All entries below are to be reproduced exactly.

====== TASK INPUT ======

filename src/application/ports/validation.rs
// src/application/ports/validation.rs

/// Email grammar check injected into validation so callers can swap or stub it.
pub trait EmailValidator: Send + Sync {
    fn is_email(&self, candidate: &str) -> bool;
}

impl<F> EmailValidator for F
where
    F: Fn(&str) -> bool + Send + Sync,
{
    fn is_email(&self, candidate: &str) -> bool {
        self(candidate)
    }
}
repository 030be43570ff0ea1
pub mod openapi;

======

▸ EXERCISE SOLUTION:
filename src/application/ports/validation.rs
// src/application/ports/validation.rs

/// Email grammar check injected into validation so callers can swap or stub it.
pub trait EmailValidator: Send + Sync {
    fn is_email(&self, candidate: &str) -> bool;
}

impl<F> EmailValidator for F
where
    F: Fn(&str) -> bool + Send + Sync,
{
    fn is_email(&self, candidate: &str) -> bool {
        self(candidate)
    }
}
repository 030be43570ff0ea1
pub mod openapi;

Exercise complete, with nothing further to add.